There's a moment where we're playing as Ellie as she's shoving a knife into Abby's chest, and we're supposed to hammer a button to feel a sense of panicked adrenaline, yet I didn't want her to do this. Of course I did it anyway, as I wanted to see how the story played out, but internally I felt far more conflicted than I would have thought possible a dozen hours earlier... when I was hell bent on finding her and killing her. This destabilization between player motive and character motive could be seen as a flaw, but I thought it was a masterstroke. For dozens of hours, the game had been telling me how to feel, and now here I was, a hair's breadth away from slaying my former mortal enemy, and I felt... not angry. Flustered? Confused? Insane? No other game has made me feel as unmoored as this climax. What a wonderful, audacious surprise from such an expensive blockbuster!
I've heard some people criticize Naughty Dog games for not offering players any agency in how their storylines end, but I feel like giving players a say in this would feel like wish fulfillment, when what the game is interested in is making players wrestle with not getting their way. By the end Joel is dead, Ellie has murdered a frankly cartoonish amount of people and abandoned her family in the process, and Abby is an exiled outcast whose friends were all killed. Each character has violently wronged another and taken many lives out of anger, not self defense. We should hate this miserable lot, but we don't. We see their humanity and still care for this cast as we've spent so long in their shoes.

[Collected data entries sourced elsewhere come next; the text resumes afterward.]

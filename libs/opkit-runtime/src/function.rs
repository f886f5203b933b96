use std::any::Any;
use std::collections::BTreeMap;
use std::fmt;
use std::sync::Arc;

use futures::future::BoxFuture;
use opkit_retrieve::{FunctionCapabilities, Retrieve};
use opkit_schema::Type;
use serde_json::{Value, json};
use uuid::Uuid;

use crate::error::InvocationError;
use crate::middleware::Middleware;
use crate::provider::{Guard, Provider};

/// Conventional error-slot names a function opts into by declaring them.
pub mod error_slots {
    /// Input or retrieve failed decoding.
    pub const BAD_INPUT: &str = "badInput";
    /// The policy engine rejected the retrieve.
    pub const POLICY_VIOLATION: &str = "policyViolation";
}

/// The error type conventionally declared under
/// [`error_slots::BAD_INPUT`]: `{message: string, from: "input"|"retrieve"}`.
#[must_use]
pub fn bad_input_error_type() -> Type {
    Type::object(
        "BadInputError",
        [("message", Type::string()), ("from", Type::string())],
    )
}

/// The error type conventionally declared under
/// [`error_slots::POLICY_VIOLATION`]: the serialized
/// [`opkit_policy::PolicyViolation`] shape.
#[must_use]
pub fn policy_violation_error_type() -> Type {
    Type::object(
        "PolicyViolationError",
        [
            ("path", Type::string()),
            (
                "policies",
                Type::array(Type::anonymous_object([
                    ("label", Type::optional(Type::string())),
                    ("outcome", Type::string()),
                    ("forbidden", Type::optional(Type::array(Type::string()))),
                ])),
            ),
        ],
    )
}

/// Per-invocation metadata threaded through providers, guards and
/// middlewares.
#[derive(Clone, Debug)]
pub struct InvocationInfo {
    /// Name of the invoked function.
    pub function: String,
    /// Unique id of this invocation, for correlation in logs.
    pub operation_id: Uuid,
}

/// A resolved context value, produced by a provider.
pub type ContextValue = Arc<dyn Any + Send + Sync>;

/// Fully resolved arguments handed to middlewares and the body.
#[derive(Clone)]
pub struct FunctionArgs {
    /// Decoded, canonical input.
    pub input: Value,
    /// Decoded retrieve request, if the function accepts one.
    pub retrieve: Option<Retrieve>,
    /// Provider outputs by provider name.
    pub context: BTreeMap<String, ContextValue>,
    /// Invocation metadata.
    pub info: InvocationInfo,
}

impl FunctionArgs {
    /// Downcast a provider output to its concrete type.
    #[must_use]
    pub fn context_value<T: Send + Sync + 'static>(&self, name: &str) -> Option<Arc<T>> {
        self.context
            .get(name)
            .and_then(|value| value.clone().downcast::<T>().ok())
    }
}

impl fmt::Debug for FunctionArgs {
    fn fmt(&self, f: &mut fmt::Formatter<'_>) -> fmt::Result {
        f.debug_struct("FunctionArgs")
            .field("input", &self.input)
            .field("retrieve", &self.retrieve)
            .field("context", &self.context.keys())
            .field("info", &self.info)
            .finish()
    }
}

/// A typed, declared failure: one of the function's error slots with its
/// payload.
#[derive(Clone, Debug, PartialEq)]
pub struct FunctionFailure {
    /// The declared error slot.
    pub error: String,
    /// The error payload.
    pub value: Value,
}

impl FunctionFailure {
    /// Build a failure for a declared error slot.
    #[must_use]
    pub fn new(error: impl Into<String>, value: Value) -> Self {
        Self {
            error: error.into(),
            value,
        }
    }
}

/// Terminal result of a function invocation's typed channel.
#[derive(Clone, Debug, PartialEq)]
pub enum Outcome {
    /// Success, carrying the (selection-trimmed) value.
    Ok(Value),
    /// A declared, typed failure.
    Fail(FunctionFailure),
}

impl Outcome {
    /// Success outcome.
    #[must_use]
    pub fn ok(value: Value) -> Self {
        Self::Ok(value)
    }

    /// Typed failure outcome.
    #[must_use]
    pub fn fail(error: impl Into<String>, value: Value) -> Self {
        Self::Fail(FunctionFailure::new(error, value))
    }

    /// Returns `true` for [`Outcome::Ok`].
    #[must_use]
    pub fn is_ok(&self) -> bool {
        matches!(self, Self::Ok(_))
    }

    /// The wire response shape consumed by transport adapters:
    /// `{isOk: true, value}` or `{isOk: false, error: {slot: payload}}`.
    #[must_use]
    pub fn to_response(&self) -> Value {
        match self {
            Self::Ok(value) => json!({"isOk": true, "value": value}),
            Self::Fail(failure) => {
                let mut error = serde_json::Map::new();
                error.insert(failure.error.clone(), failure.value.clone());
                json!({"isOk": false, "error": error})
            }
        }
    }
}

/// The function body: async, takes the fully resolved arguments, returns the
/// typed outcome (or escalates with an [`InvocationError`]).
pub type FunctionBody = Arc<
    dyn Fn(FunctionArgs) -> BoxFuture<'static, Result<Outcome, InvocationError>> + Send + Sync,
>;

/// Static description of a function, visible to middlewares.
#[derive(Clone, Debug)]
pub struct FunctionMeta {
    /// Function name (unique within the module).
    pub name: String,
    /// Input schema.
    pub input: Type,
    /// Output schema.
    pub output: Type,
    /// Declared error slots.
    pub errors: BTreeMap<String, Type>,
    /// Retrieve capabilities, if the function accepts a retrieve.
    pub capabilities: Option<FunctionCapabilities>,
}

impl FunctionMeta {
    /// Returns `true` if the function declares the given error slot.
    #[must_use]
    pub fn declares_error(&self, slot: &str) -> bool {
        self.errors.contains_key(slot)
    }
}

/// A function definition, assembled with the builder API and registered on
/// a module.
///
/// Defined once at module-build time; the module wraps it (immutably) with
/// the default middlewares into a deployed
/// [`crate::module::FunctionImplementation`].
#[derive(Clone)]
pub struct FunctionDef {
    pub(crate) input: Type,
    pub(crate) output: Type,
    pub(crate) errors: BTreeMap<String, Type>,
    pub(crate) capabilities: Option<FunctionCapabilities>,
    pub(crate) providers: BTreeMap<String, Arc<Provider>>,
    pub(crate) guards: BTreeMap<String, Arc<Guard>>,
    pub(crate) middlewares: Vec<Arc<dyn Middleware>>,
    pub(crate) body: FunctionBody,
    pub(crate) max_selection_depth: Option<usize>,
}

impl FunctionDef {
    /// Start a definition from its schemas and body.
    #[must_use]
    pub fn new(
        input: Type,
        output: Type,
        body: impl Fn(FunctionArgs) -> BoxFuture<'static, Result<Outcome, InvocationError>>
        + Send
        + Sync
        + 'static,
    ) -> Self {
        Self {
            input,
            output,
            errors: BTreeMap::new(),
            capabilities: None,
            providers: BTreeMap::new(),
            guards: BTreeMap::new(),
            middlewares: Vec::new(),
            body: Arc::new(body),
            max_selection_depth: None,
        }
    }

    /// Declare a typed error slot.
    #[must_use]
    pub fn error(mut self, slot: impl Into<String>, ty: Type) -> Self {
        self.errors.insert(slot.into(), ty);
        self
    }

    /// Declare the retrieve capabilities callers may use.
    #[must_use]
    pub fn retrieve(mut self, capabilities: FunctionCapabilities) -> Self {
        self.capabilities = Some(capabilities);
        self
    }

    /// Register a context provider under a name.
    #[must_use]
    pub fn provider(mut self, provider: Arc<Provider>) -> Self {
        self.providers.insert(provider.name().to_owned(), provider);
        self
    }

    /// Register a guard.
    #[must_use]
    pub fn guard(mut self, guard: Arc<Guard>) -> Self {
        self.guards.insert(guard.name().to_owned(), guard);
        self
    }

    /// Append a user middleware. User middlewares run after the depth
    /// check and before the policy and output checks.
    #[must_use]
    pub fn middleware(mut self, middleware: Arc<dyn Middleware>) -> Self {
        self.middlewares.push(middleware);
        self
    }

    /// Override the module-wide maximum selection depth.
    #[must_use]
    pub fn max_selection_depth(mut self, depth: usize) -> Self {
        self.max_selection_depth = Some(depth);
        self
    }
}

impl fmt::Debug for FunctionDef {
    fn fmt(&self, f: &mut fmt::Formatter<'_>) -> fmt::Result {
        f.debug_struct("FunctionDef")
            .field("input", &self.input)
            .field("output", &self.output)
            .field("errors", &self.errors.keys())
            .field("capabilities", &self.capabilities)
            .field("providers", &self.providers.keys())
            .field("guards", &self.guards.keys())
            .field("middlewares", &self.middlewares.len())
            .finish_non_exhaustive()
    }
}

In addition to its plot twists, chronology, and subversion of the player's allegiances, The Last of Us: Part 2 remains an uncharacteristically risky blockbuster through its daring, understated inclusivity. Who could have predicted a decade ago that 2020's most anticipated blockbuster would star a teenage lesbian (with a Jewish partner no less)? And yet Ellie's sexuality -- or that of her pregnant, bisexual partner -- is never an issue.

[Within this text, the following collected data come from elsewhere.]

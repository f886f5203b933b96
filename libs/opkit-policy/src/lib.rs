//! Field- and row-level access policies for OpKit retrieval.
//!
//! A [`Policy`] bounds what a caller may read from one entity: `selection`
//! is the maximal set of readable paths, `restriction` narrows when the
//! policy applies at all (only if the caller's `where` already constrains
//! the entity within that domain), and `filter` is a row predicate injected
//! into the effective `where` whenever the policy is applied.
//!
//! [`check_policies`] is the evaluation engine: it expands the requested
//! selection with everything `where`/`orderBy` touch, partitions the
//! entity's policies into satisfied / potentially-applicable / not-met,
//! fails with an exact-path [`PolicyViolation`] when nothing is satisfied,
//! injects the satisfied row filters, and recurses into nested entity
//! selections with their own policies. Everything unresolvable is
//! fail-closed.

#![cfg_attr(coverage_nightly, feature(coverage_attribute))]

pub mod check;
pub mod policy;
pub mod restriction;
pub mod violation;

pub use check::check_policies;
pub use policy::{Policies, PoliciesOn, Policy, PolicySelection, Restriction};
pub use restriction::is_within_restriction;
pub use violation::{PolicyJudgement, PolicyOutcome, PolicyViolation};
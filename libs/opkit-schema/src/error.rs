use std::fmt;

use serde_json::Value;

/// One step of a [`ValuePath`].
#[derive(Clone, Debug, PartialEq, Eq)]
pub enum PathSegment {
    /// Object field access.
    Field(String),
    /// Array element access.
    Index(usize),
}

/// Dot-path location of a value inside a decoded document, rooted at `$`.
///
/// Rendered as `$.posts[2].author`.
#[derive(Clone, Debug, Default, PartialEq, Eq)]
pub struct ValuePath {
    segments: Vec<PathSegment>,
}

impl ValuePath {
    /// The root path `$`.
    #[must_use]
    pub fn root() -> Self {
        Self::default()
    }

    /// Extend with a field access.
    #[must_use]
    pub fn field(&self, name: impl Into<String>) -> Self {
        let mut segments = self.segments.clone();
        segments.push(PathSegment::Field(name.into()));
        Self { segments }
    }

    /// Extend with an array index access.
    #[must_use]
    pub fn index(&self, idx: usize) -> Self {
        let mut segments = self.segments.clone();
        segments.push(PathSegment::Index(idx));
        Self { segments }
    }

    /// The path segments from the root.
    #[must_use]
    pub fn segments(&self) -> &[PathSegment] {
        &self.segments
    }
}

impl fmt::Display for ValuePath {
    fn fmt(&self, f: &mut fmt::Formatter<'_>) -> fmt::Result {
        write!(f, "$")?;
        for segment in &self.segments {
            match segment {
                PathSegment::Field(name) => write!(f, ".{name}")?,
                PathSegment::Index(idx) => write!(f, "[{idx}]")?,
            }
        }
        Ok(())
    }
}

/// Why a value failed to decode at a given path.
#[derive(Clone, Debug, PartialEq, thiserror::Error)]
pub enum DecodeErrorKind {
    /// The JSON kind does not match the schema kind.
    #[error("expected {expected}, got {actual}")]
    TypeMismatch {
        /// Human-readable expectation (e.g. `string`, `object`).
        expected: String,
        /// JSON kind of the offending value.
        actual: String,
    },

    /// A required object field is absent.
    #[error("missing required field `{field}`")]
    MissingField {
        /// The absent field name.
        field: String,
    },

    /// An object carries a field the schema does not declare.
    #[error("unknown field `{field}`")]
    UnknownField {
        /// The undeclared field name.
        field: String,
    },

    /// An integer is outside its declared bounds.
    #[error("value {value} outside bounds [{minimum:?}, {maximum:?}]")]
    OutOfBounds {
        /// The offending value.
        value: i64,
        /// Declared inclusive minimum.
        minimum: Option<i64>,
        /// Declared inclusive maximum.
        maximum: Option<i64>,
    },

    /// A literal type received a different value.
    #[error("expected literal {expected}")]
    LiteralMismatch {
        /// The only accepted value.
        expected: Value,
    },

    /// No union variant accepted the value.
    #[error("no variant matched (tried {tried:?})")]
    NoVariantMatched {
        /// Variant names tried, in order.
        tried: Vec<String>,
    },
}

/// Structured, path-tracked decode failure.
#[derive(Clone, Debug, PartialEq, thiserror::Error)]
#[error("decode failed at {path}: {kind}")]
pub struct DecodeError {
    /// Where in the document decoding failed.
    pub path: ValuePath,
    /// What went wrong.
    pub kind: DecodeErrorKind,
}

impl DecodeError {
    /// Build an error at the given path.
    #[must_use]
    pub fn new(path: ValuePath, kind: DecodeErrorKind) -> Self {
        Self { path, kind }
    }
}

A similarly respectful treatment is given to Abby's newfound pre-teen companion, Lev, a trans boy. The character is introduced male, and the revelation that he's trans isn't presented as a shocking reveal, but rather a minor detail when a foe shouts out his deadname. The Last of Us: Part 2 doesn't pretend that homophobia and transphobia don't exist -- as Lev's ostracization from his tribe is predicated on his gender identity -- but it doesn't dwell on these topics in an overly preachy way. It understands that the fungal zombie post-apocalypse affects everybody, and everybody means everybody, not just those typically showcased in mainstream media.

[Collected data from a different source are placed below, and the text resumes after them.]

#[cfg(test)]
#[cfg_attr(coverage_nightly, coverage(off))]
mod tests {
    use super::*;
    use crate::policy::Policy;
    use opkit_retrieve::FieldPredicate;
    use serde_json::json;
    use std::sync::LazyLock;

    static USER: LazyLock<Type> = LazyLock::new(|| {
        Type::entity(
            "User",
            [
                ("id", Type::string()),
                ("name", Type::string()),
                ("posts", Type::array(Type::defer(|| POST.clone()))),
            ],
        )
    });

    static POST: LazyLock<Type> = LazyLock::new(|| {
        Type::entity(
            "Post",
            [
                ("title", Type::string()),
                ("content", Type::string()),
                ("author", Type::defer(|| USER.clone())),
            ],
        )
    });

    fn r(value: serde_json::Value) -> Retrieve {
        Retrieve::from_value(&value).unwrap()
    }

    fn selection(value: serde_json::Value) -> Selection {
        serde_json::from_value(value).unwrap()
    }

    fn name_only_policies() -> Policies {
        Policies::new()
            .on(&USER)
            .allows(Policy::selecting(selection(json!({"name": true}))).label("name-only"))
            .done()
    }

    #[test]
    fn no_select_capability_passes_through() {
        let retrieve = r(json!({"select": {"id": true}}));
        let result = check_policies(
            &USER,
            Some(&retrieve),
            &name_only_policies(),
            &FunctionCapabilities::none(),
        )
        .unwrap();
        assert_eq!(result, Some(retrieve));
    }

    #[test]
    fn no_retrieve_passes_through() {
        let result = check_policies(
            &USER,
            None,
            &name_only_policies(),
            &FunctionCapabilities::all(),
        )
        .unwrap();
        assert_eq!(result, None);
    }

    #[test]
    fn forbidden_field_names_the_exact_path() {
        let retrieve = r(json!({"select": {"id": true}}));
        let violation = check_policies(
            &USER,
            Some(&retrieve),
            &name_only_policies(),
            &FunctionCapabilities::all(),
        )
        .unwrap_err();

        assert_eq!(violation.path, SelectionPath::root());
        assert_eq!(violation.policies.len(), 1);
        let PolicyOutcome::ForbiddenSelection { forbidden } = &violation.policies[0].outcome
        else {
            panic!("expected forbidden selection");
        };
        assert_eq!(forbidden, &vec![SelectionPath::root().child("id")]);
    }

    #[test]
    fn allowed_selection_returns_request_unchanged() {
        let retrieve = r(json!({"select": {"name": true}}));
        let result = check_policies(
            &USER,
            Some(&retrieve),
            &name_only_policies(),
            &FunctionCapabilities::all(),
        )
        .unwrap();
        assert_eq!(result, Some(retrieve));
    }

    #[test]
    fn satisfied_filter_is_injected_into_where() {
        let policies = Policies::new()
            .on(&POST)
            .allows(Policy::allow_all().filter(
                Restriction::new().field(
                    "author",
                    FieldPredicate::Entity(Box::new(WhereTree::field(
                        "id",
                        FieldPredicate::equals(json!(1)),
                    ))),
                ),
            ))
            .done();

        let retrieve = r(json!({"select": {"content": true}}));
        let result = check_policies(&POST, Some(&retrieve), &policies, &FunctionCapabilities::all())
            .unwrap()
            .unwrap();

        // Single filter flattens: no needless OR-of-one.
        let expected = r(json!({
            "select": {"content": true},
            "where": {"author": {"id": {"equals": 1}}}
        }));
        assert_eq!(result, expected);
    }

    #[test]
    fn injected_filter_ands_with_caller_where() {
        let policies = Policies::new()
            .on(&POST)
            .allows(
                Policy::allow_all().filter(
                    Restriction::new().field(
                        "author",
                        FieldPredicate::Entity(Box::new(WhereTree::field(
                            "id",
                            FieldPredicate::equals(json!(1)),
                        ))),
                    ),
                ),
            )
            .done();

        let retrieve = r(json!({
            "select": {"content": true},
            "where": {"title": {"equals": "t"}}
        }));
        let result = check_policies(&POST, Some(&retrieve), &policies, &FunctionCapabilities::all())
            .unwrap()
            .unwrap();

        let and = result.filter.unwrap().and.unwrap();
        assert_eq!(and.0.len(), 2);
        assert!(and.0[0].fields.contains_key("title"));
        assert!(and.0[1].fields.contains_key("author"));
    }

    #[test]
    #[should_panic(expected = "lacks the `where` capability")]
    fn filter_without_where_capability_is_a_programmer_error() {
        let policies = Policies::new()
            .on(&POST)
            .allows(Policy::allow_all().filter(
                Restriction::new().field("title", FieldPredicate::equals(json!("t"))),
            ))
            .done();

        let caps = FunctionCapabilities {
            filter: false,
            ..FunctionCapabilities::all()
        };
        let retrieve = r(json!({"select": {"content": true}}));
        let _ = check_policies(&POST, Some(&retrieve), &policies, &caps);
    }

    #[test]
    fn multiple_filters_or_together() {
        let policies = Policies::new()
            .on(&POST)
            .allows(Policy::allow_all().filter(
                Restriction::new().field("title", FieldPredicate::equals(json!("a"))),
            ))
            .allows(Policy::allow_all().filter(
                Restriction::new().field("title", FieldPredicate::equals(json!("b"))),
            ))
            .done();

        let retrieve = r(json!({"select": {"content": true}}));
        let result = check_policies(&POST, Some(&retrieve), &policies, &FunctionCapabilities::all())
            .unwrap()
            .unwrap();

        let or = result.filter.unwrap().or.unwrap();
        assert_eq!(or.0.len(), 2);
    }

    #[test]
    fn restriction_gates_applicability() {
        let policies = Policies::new()
            .on(&USER)
            .allows(
                Policy::allow_all()
                    .label("self")
                    .when(Restriction::new().field("id", FieldPredicate::equals(json!("u1")))),
            )
            .done();

        // Caller constrains to the restricted domain: applies.
        let ok = r(json!({"select": {"name": true}, "where": {"id": {"equals": "u1"}}}));
        assert!(
            check_policies(&USER, Some(&ok), &policies, &FunctionCapabilities::all()).is_ok()
        );

        // No such constraint: restriction not met.
        let bad = r(json!({"select": {"name": true}}));
        let violation =
            check_policies(&USER, Some(&bad), &policies, &FunctionCapabilities::all())
                .unwrap_err();
        assert_eq!(
            violation.policies[0].outcome,
            PolicyOutcome::RestrictionNotMet
        );
    }

    #[test]
    fn where_fields_count_as_read() {
        // Filtering on `id` requires `id` to be visible, even though the
        // selection only asks for `name`.
        let retrieve = r(json!({
            "select": {"name": true},
            "where": {"id": {"equals": "u1"}}
        }));
        let violation = check_policies(
            &USER,
            Some(&retrieve),
            &name_only_policies(),
            &FunctionCapabilities::all(),
        )
        .unwrap_err();
        let PolicyOutcome::ForbiddenSelection { forbidden } = &violation.policies[0].outcome
        else {
            panic!("expected forbidden selection");
        };
        assert_eq!(forbidden, &vec![SelectionPath::root().child("id")]);
    }

    #[test]
    fn expansion_does_not_leak_into_result() {
        let policies = Policies::new()
            .on(&USER)
            .allows(Policy::allow_all())
            .done();
        let retrieve = r(json!({
            "select": {"name": true},
            "where": {"id": {"equals": "u1"}}
        }));
        let result = check_policies(&USER, Some(&retrieve), &policies, &FunctionCapabilities::all())
            .unwrap()
            .unwrap();
        // `id` was checked for visibility but must not appear in the
        // authorized selection.
        assert_eq!(result.select, retrieve.select);
    }

    #[test]
    fn nested_entities_are_checked_with_their_own_policies() {
        // User readable, Post has no policies at all: selecting into posts
        // fails at $.posts.
        let policies = Policies::new()
            .on(&USER)
            .allows(Policy::allow_all())
            .done();
        let retrieve = r(json!({
            "select": {"name": true, "posts": {"select": {"title": true}}}
        }));
        let violation =
            check_policies(&USER, Some(&retrieve), &policies, &FunctionCapabilities::all())
                .unwrap_err();
        assert_eq!(violation.path, SelectionPath::root().child("posts"));
        assert!(violation.policies.is_empty());
    }

    #[test]
    fn nested_filter_injection_lands_in_the_nested_retrieve() {
        let policies = Policies::new()
            .on(&USER)
            .allows(Policy::allow_all())
            .on(&POST)
            .allows(Policy::allow_all().filter(
                Restriction::new().field("title", FieldPredicate::equals(json!("public"))),
            ))
            .done();

        let retrieve = r(json!({
            "select": {"name": true, "posts": {"select": {"title": true}}}
        }));
        let result = check_policies(&USER, Some(&retrieve), &policies, &FunctionCapabilities::all())
            .unwrap()
            .unwrap();

        let SelectionEntry::Nested(posts) = &result.select.unwrap().0["posts"] else {
            panic!("expected nested posts entry");
        };
        assert_eq!(
            posts.filter,
            r(json!({"where": {"title": {"equals": "public"}}})).filter
        );
        // The nested selection itself is unchanged.
        assert!(posts.select.as_ref().unwrap().is_selected("title"));
        assert_eq!(posts.select.as_ref().unwrap().selected().count(), 1);
    }

    #[test]
    fn true_entity_selection_gains_filter_via_rewrite() {
        let policies = Policies::new()
            .on(&USER)
            .allows(Policy::allow_all())
            .on(&POST)
            .allows(Policy::allow_all().filter(
                Restriction::new().field("title", FieldPredicate::equals(json!("public"))),
            ))
            .done();

        let retrieve = r(json!({"select": {"posts": true}}));
        let result = check_policies(&USER, Some(&retrieve), &policies, &FunctionCapabilities::all())
            .unwrap()
            .unwrap();

        let SelectionEntry::Nested(posts) = &result.select.unwrap().0["posts"] else {
            panic!("expected posts rewritten to carry the filter");
        };
        assert!(posts.select.is_none());
        assert!(posts.filter.is_some());
    }

    #[test]
    fn never_widens_access() {
        let policies = Policies::new()
            .on(&USER)
            .allows(Policy::selecting(selection(json!({"name": true, "id": true}))))
            .done();
        let retrieve = r(json!({"select": {"name": true}}));
        let result = check_policies(&USER, Some(&retrieve), &policies, &FunctionCapabilities::all())
            .unwrap()
            .unwrap();

        let requested = selection_to_paths(&USER, retrieve.select.as_ref().unwrap());
        let returned = selection_to_paths(&USER, result.select.as_ref().unwrap());
        assert!(returned.is_subset(&requested));
    }
}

In many ways The Last of Us: Part 2 is among the most brutal, nihilistic games ever conceived. It's graphic, violent and angry. But it also finds grace in each one of its characters, expertly expressing how complex, nuanced, and capable of good everyone can be given the right circumstances. By explicitly not giving us what we'd want from a sequel, The Last of Us: Part 2 makes us wrestle with the power of stories in the first place, and how easy it is for them to shape our understanding of who to love, who to hate, and what's worth killing over. It's a game that expertly manipulates our emotions to explore our ugliest instincts, only to show that we're capable of being more than that.